Thinking the worst, we lifted up the heavy son of a biatch and found the guy, on his back. He wasn't even scratched. Somehow the little keyboard table attached to the front of the machine had kept him from being crushed.

It turned out that he had been drinking a Hawaiian Punch while sitting at that damnable machine. The emptying can gave a really grisly look to the the whole scene.

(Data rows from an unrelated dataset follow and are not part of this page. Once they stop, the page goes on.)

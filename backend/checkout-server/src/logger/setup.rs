//!
//! Setup logging subsystem.
//!

use tracing_appender::non_blocking::WorkerGuard;
use tracing_subscriber::{
    fmt, layer::SubscriberExt, util::SubscriberInitExt, EnvFilter, Layer,
};

use super::config;

/// Keeps the non-blocking writers flushing until dropped.
#[derive(Debug)]
pub struct TelemetryGuard {
    _log_guards: Vec<WorkerGuard>,
}

/// Setup logging sub-system specifying.
/// Expects config and list of names of crates to watch.
pub fn setup(
    config: &config::Log,
    service_name: &str,
    crates_to_filter: impl AsRef<[&'static str]>,
) -> TelemetryGuard {
    let mut guards = Vec::new();

    let console_config = &config.console;
    if !console_config.enabled {
        tracing_subscriber::registry().init();
        return TelemetryGuard {
            _log_guards: guards,
        };
    }

    let (console_writer, guard) = tracing_appender::non_blocking(std::io::stdout());
    guards.push(guard);

    let console_filter = get_envfilter(
        console_config.filtering_directive.as_ref(),
        console_config.level.into_level(),
        crates_to_filter.as_ref(),
    );

    match console_config.log_format {
        config::LogFormat::Default => {
            let logging_layer = fmt::layer()
                .with_timer(fmt::time::time())
                .with_span_events(fmt::format::FmtSpan::CLOSE)
                .pretty()
                .with_writer(console_writer)
                .with_filter(console_filter);
            tracing_subscriber::registry().with(logging_layer).init();
        }
        config::LogFormat::Json => {
            let logging_layer = fmt::layer()
                .json()
                .flatten_event(true)
                .with_current_span(true)
                .with_span_list(false)
                .with_writer(console_writer)
                .with_filter(console_filter);
            tracing_subscriber::registry().with(logging_layer).init();
        }
    }

    tracing::debug!(service = service_name, "logger initialised");

    // Returning the WorkerGuard for logs to be printed until it is dropped
    TelemetryGuard {
        _log_guards: guards,
    }
}

/// Targets logged at the configured level; everything else stays at WARN.
const WORKSPACE_TARGETS: [&str; 5] = [
    "common_utils",
    "domain_types",
    "external_services",
    "connector_integration",
    "checkout_server",
];

fn get_envfilter(
    filtering_directive: Option<&String>,
    filter_log_level: tracing::Level,
    crates_to_filter: &[&'static str],
) -> EnvFilter {
    filtering_directive
        .map(|filter| {
            // Safety: If user is overriding the default filtering directive, then we need to panic
            // for invalid directives.
            #[allow(clippy::expect_used)]
            EnvFilter::builder()
                .with_default_directive(tracing::Level::WARN.into())
                .parse(filter)
                .expect("Invalid EnvFilter filtering directive")
        })
        .unwrap_or_else(|| {
            WORKSPACE_TARGETS
                .iter()
                .chain(crates_to_filter)
                .fold(
                    EnvFilter::builder()
                        .with_default_directive(tracing::Level::WARN.into())
                        .from_env_lossy(),
                    |env_filter, target| {
                        // Safety: This is a hardcoded basic filtering directive. If even the basic
                        // filter is wrong, it's better to panic.
                        #[allow(clippy::expect_used)]
                        env_filter.add_directive(
                            format!("{target}={filter_log_level}")
                                .parse()
                                .expect("Invalid EnvFilter directive format"),
                        )
                    },
                )
        })
}
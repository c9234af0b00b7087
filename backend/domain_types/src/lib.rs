pub mod connector_types;
pub mod errors;
pub mod payment_method_data;
pub mod router_response_types;
pub mod types;
pub mod app;
pub mod configs;
pub mod error;
pub mod http;
pub mod logger;
pub mod utils;

/// Name of the running binary, used as the logging service name.
#[macro_export]
macro_rules! service_name {
    () => {
        env!("CARGO_CRATE_NAME")
    };
}
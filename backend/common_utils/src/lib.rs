//! Common utilities for the checkout payment gateway

pub mod consts;
pub mod crypto;
pub mod custom_serde;
pub mod errors;
pub mod ext_traits;
pub mod request;
pub mod types;

pub use errors::{CustomResult, ParsingError, ValidationError};
pub use request::{Method, Request, RequestBuilder, RequestContent};
pub use types::MinorUnit;

/// Generate a time-ordered (time-sortable) unique identifier using the current time
#[inline]
pub fn generate_time_ordered_id(prefix: &str) -> String {
    format!("{prefix}_{}", uuid::Uuid::now_v7().as_simple())
}

#[cfg(test)]
mod tests {
    use super::*;

    #[test]
    fn time_ordered_ids_are_prefixed_and_distinct() {
        let first = generate_time_ordered_id("txn");
        let second = generate_time_ordered_id("txn");

        assert!(first.starts_with("txn_"));
        assert_ne!(first, second);
    }
}
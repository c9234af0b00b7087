use axum::http::Request;
use common_utils::consts;

/// Span for one incoming request, tagged with the caller supplied request id when present.
pub fn record_fields_from_header<B>(request: &Request<B>) -> tracing::Span {
    let url_path = request.uri().path();

    let span = tracing::debug_span!(
        "request",
        uri = %url_path,
        method = %request.method(),
        version = ?request.version(),
        request_id = tracing::field::Empty,
    );

    request
        .headers()
        .get(consts::X_REQUEST_ID)
        .and_then(|value| value.to_str().ok())
        .map(|request_id| span.record("request_id", request_id));

    span
}
// ===== STATUS MAPPING =====

/// `data.state` wins when present, the response code decides otherwise
pub fn get_phonepe_payment_state(state: Option<&str>, code: &str) -> PaymentState {
    match state {
        Some("COMPLETED") => PaymentState::Completed,
        Some("FAILED") => PaymentState::Failed,
        Some("PENDING") => PaymentState::Pending,
        _ => match code {
            "PAYMENT_SUCCESS" => PaymentState::Completed,
            "PAYMENT_PENDING" | "TIMED_OUT" | "INTERNAL_SERVER_ERROR" => PaymentState::Pending,
            "PAYMENT_ERROR"
            | "PAYMENT_DECLINED"
            | "BAD_REQUEST"
            | "AUTHORIZATION_FAILED"
            | "TRANSACTION_NOT_FOUND" => PaymentState::Failed,
            _ => PaymentState::Pending, // Default to pending for unknown codes
        },
    }
}

// ===== PAY RESPONSE HANDLING =====

impl TryFrom<ResponseRouterData<PhonepePaymentsResponse, &PhonepeRouterData<'_>>>
    for PaymentResult
{
    type Error = Error;

    fn try_from(
        item: ResponseRouterData<PhonepePaymentsResponse, &PhonepeRouterData<'_>>,
    ) -> Result<Self, Self::Error> {
        let ResponseRouterData {
            response,
            router_data,
            http_code,
        } = item;

        if response.success && response.data.is_none() {
            return Err(errors::ConnectorError::ResponseDeserializationFailed)
                .attach_printable("PhonePe reported success without a data object");
        }

        if !response.success {
            tracing::warn!(
                code = %response.code,
                http_code,
                merchant_transaction_id = %router_data.merchant_transaction_id,
                "PhonePe rejected the payment request"
            );
        }

        let details = response.data.map(|data| {
            let state = get_phonepe_payment_state(data.state.as_deref(), &response.code);
            let payment_url = data
                .instrument_response
                .as_ref()
                .and_then(PhonepeInstrumentResponse::payment_url);
            let instrument_used = data
                .instrument_response
                .and_then(|instrument| instrument.instrument_type)
                .unwrap_or_else(|| {
                    requested_instrument_type(router_data.request.instrument.as_ref()).to_string()
                });

            PaymentDetails {
                merchant_id: data
                    .merchant_id
                    .unwrap_or_else(|| router_data.config.merchant_id.peek().clone()),
                merchant_transaction_id: data
                    .merchant_transaction_id
                    .unwrap_or_else(|| router_data.merchant_transaction_id.to_string()),
                processor_transaction_id: data.transaction_id,
                amount_minor_units: data
                    .amount
                    .or(Some(router_data.request.amount_minor_units)),
                state,
                instrument_used: Some(instrument_used),
                utr_reference: None,
                payment_url,
            }
        });

        Ok(Self {
            succeeded: response.success,
            status_code: response.code,
            message: response.message,
            details,
        })
    }
}
//! Constants for PhonePe connector

// ===== API ENDPOINTS =====
pub const API_PAY_ENDPOINT: &str = "/pg/v1/pay";
pub const API_STATUS_ENDPOINT: &str = "/pg/v1/status";

// ===== PAYMENT INSTRUMENT TYPES =====
pub const PAY_PAGE: &str = "PAY_PAGE";
pub const UPI_INTENT: &str = "UPI_INTENT";
pub const UPI_COLLECT: &str = "UPI_COLLECT";
pub const UPI_QR: &str = "UPI_QR";
pub const CARD: &str = "CARD";
pub const NET_BANKING: &str = "NET_BANKING";

// ===== DEFAULT VALUES =====
pub const REDIRECT_MODE_POST: &str = "POST";
pub const CARD_AUTH_MODE: &str = "3DS";

// ===== CHECKSUM =====
pub const CHECKSUM_SEPARATOR: &str = "###";

// ===== CONTENT TYPES =====
pub const APPLICATION_JSON: &str = "application/json";

// ===== MERCHANT TRANSACTION ID =====
pub const MAX_MERCHANT_TRANSACTION_ID_LENGTH: usize = 35;

// ===== BASE URLS =====
pub const PRODUCTION_BASE_URL: &str = "https://api.phonepe.com/apis/hermes";
pub const SANDBOX_BASE_URL: &str = "https://api-preprod.phonepe.com/apis/pg-sandbox";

Now the ship is a coral reef, and for all the sleepless nights, the puking my guts out, the drills, the exercises, and Operation Praying Mantis, the most terrifying day of my life, I miss it.


Cool story, Ishmael.
 
2010-08-24 01:45:10 AM
Reminds me of damn near every underway on the USS Augusta in the fall/winter in the Narragansett Bay Op Areas, people who stay on the surface in that shiat are crazy.
 
2010-08-24 04:00:34 AM
RangerTaylor

Reminds me of damn near every underway on the USS Augusta in the fall/winter in the Narragansett Bay Op Areas, people who stay on the surface in that shiat are crazy.

Some of us work very hard to remain on the surface during storms.

/And at all other times.
 
BKK
2010-08-24 06:43:11 AM
"Listen up carrier boy pecker-checker, there's submarines and there's targets," the old CPO's first words on meeting me in my new SSN posting. My riposte was,"How did you pass the psych test?" After a good storm, we would torment the tin cans and torpedo sponges with "How's the weather been up there? Feeling poopsick?"
 
2010-08-24 10:49:04 AM
that actually looked fun. Been in some rough seas off SE Alaska. I still have my unopened pack of Dramamine.
 
2010-08-25 05:05:31 PM
RadicalMiddle: In '87 I was in the North Sea on the USS Wainwright...

So you served on a Belknap class Guided Missile Cruiser.

I used to have a naval battle simulator called 'Strike Fleet' on a Commodore 64, back in the mid to late '80s. Some of the missions let you select Belknap cruisers as part of your fleet, which I often did. The simulator implied that this class of cruiser could take a hit and hold together better than just about anything else in its displacement class.

My favorites were the USS Horne and USS Sterett. No USS Wainwright to choose from, though.

Most of the USN ships represented in that simulator are now decommisioned *sigh*. Time marches on.